**Work order:** Report every line of the data where the string "Blue" appears.

**Provided material:**
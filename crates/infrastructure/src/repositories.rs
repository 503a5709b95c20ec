use crate::optimistic_lock::{check_version, read, write};
use domain::{DomainError, Game, GameId, Games};
use std::collections::HashMap;
use std::sync::RwLock;
use tracing::debug;

/// ゲーム集約をそのままメモリに保持するリポジトリ
#[derive(Debug, Default)]
pub struct GamesInMemory {
    storage: RwLock<HashMap<GameId, Game>>,
}

impl GamesInMemory {
    pub fn new() -> Self {
        Self::default()
    }
}

impl Games for GamesInMemory {
    fn get(&self, game_id: &GameId) -> Result<Game, DomainError> {
        read(&self.storage)?
            .get(game_id)
            .cloned()
            .ok_or(DomainError::GameNotFound(*game_id))
    }

    fn add(&self, mut game: Game) -> Result<(), DomainError> {
        let mut storage = write(&self.storage)?;
        // 未保存のゲームは同じIDのゲームを置き換える
        if game.committed_version() > 0 {
            let stored_version = storage.get(&game.id()).map_or(0, Game::version);
            check_version(game.committed_version(), stored_version)?;
        }

        game.mark_committed();
        debug!(
            "ゲーム保存: game_id={}, version={}",
            game.id(),
            game.version()
        );
        storage.insert(game.id(), game);
        Ok(())
    }
}

#[cfg(test)]
mod tests {
    use super::*;
    use domain::{Code, Outcome};

    fn new_game() -> Game {
        Game::start(
            GameId::new(),
            Code::from_names(["Red", "Green"]),
            3,
            Code::from_names(["Red", "Green", "Blue"]).to_set(),
        )
        .unwrap()
    }

    #[test]
    fn test_add_and_get() {
        let games = GamesInMemory::new();
        let game = new_game();
        let game_id = game.id();

        games.add(game).unwrap();

        let loaded = games.get(&game_id).unwrap();
        assert_eq!(loaded.id(), game_id);
        assert_eq!(loaded.outcome(), Outcome::InProgress);
        assert_eq!(loaded.committed_version(), 1);
    }

    #[test]
    fn test_get_missing_game() {
        let games = GamesInMemory::new();
        let game_id = GameId::new();
        assert_eq!(
            games.get(&game_id).unwrap_err(),
            DomainError::GameNotFound(game_id)
        );
    }

    #[test]
    fn test_add_upserts() {
        let games = GamesInMemory::new();
        let game = new_game();
        let game_id = game.id();
        games.add(game).unwrap();

        let mut loaded = games.get(&game_id).unwrap();
        loaded.guess(Code::from_names(["Blue", "Blue"])).unwrap();
        games.add(loaded).unwrap();

        let reloaded = games.get(&game_id).unwrap();
        assert_eq!(reloaded.total_guesses(), 1);
        assert_eq!(reloaded.committed_version(), 2);
    }

    #[test]
    fn test_new_game_replaces_stored_game() {
        let games = GamesInMemory::new();
        let game = new_game();
        let game_id = game.id();
        games.add(game).unwrap();

        let mut loaded = games.get(&game_id).unwrap();
        loaded.guess(Code::from_names(["Blue", "Blue"])).unwrap();
        games.add(loaded).unwrap();

        // 同じIDで開始し直したゲームで上書きされる
        let restarted = Game::start(
            game_id,
            Code::from_names(["Blue", "Red"]),
            5,
            Code::from_names(["Red", "Green", "Blue"]).to_set(),
        )
        .unwrap();
        games.add(restarted).unwrap();

        let reloaded = games.get(&game_id).unwrap();
        assert_eq!(reloaded.secret(), &Code::from_names(["Blue", "Red"]));
        assert_eq!(reloaded.total_attempts(), 5);
        assert_eq!(reloaded.total_guesses(), 0);
        assert_eq!(reloaded.committed_version(), 1);
    }

    #[test]
    fn test_stale_copy_is_rejected() {
        let games = GamesInMemory::new();
        let game = new_game();
        let game_id = game.id();
        games.add(game).unwrap();

        let mut first = games.get(&game_id).unwrap();
        let mut second = games.get(&game_id).unwrap();

        first.guess(Code::from_names(["Blue", "Blue"])).unwrap();
        games.add(first).unwrap();

        // 同じバージョンから派生した変更は後勝ちにしない
        second.guess(Code::from_names(["Red", "Red"])).unwrap();
        assert_eq!(
            games.add(second),
            Err(DomainError::ConcurrentModification {
                expected: 1,
                actual: 2
            })
        );
        assert_eq!(games.get(&game_id).unwrap().total_guesses(), 1);
    }
}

**Response area:**
            Code::from_names(["Red", "Green", "Blue"]).to_set(),
        loaded.guess(Code::from_names(["Blue", "Blue"])).unwrap();
        loaded.guess(Code::from_names(["Blue", "Blue"])).unwrap();
            Code::from_names(["Blue", "Red"]),
            Code::from_names(["Red", "Green", "Blue"]).to_set(),
        assert_eq!(reloaded.secret(), &Code::from_names(["Blue", "Red"]));
        first.guess(Code::from_names(["Blue", "Blue"])).unwrap();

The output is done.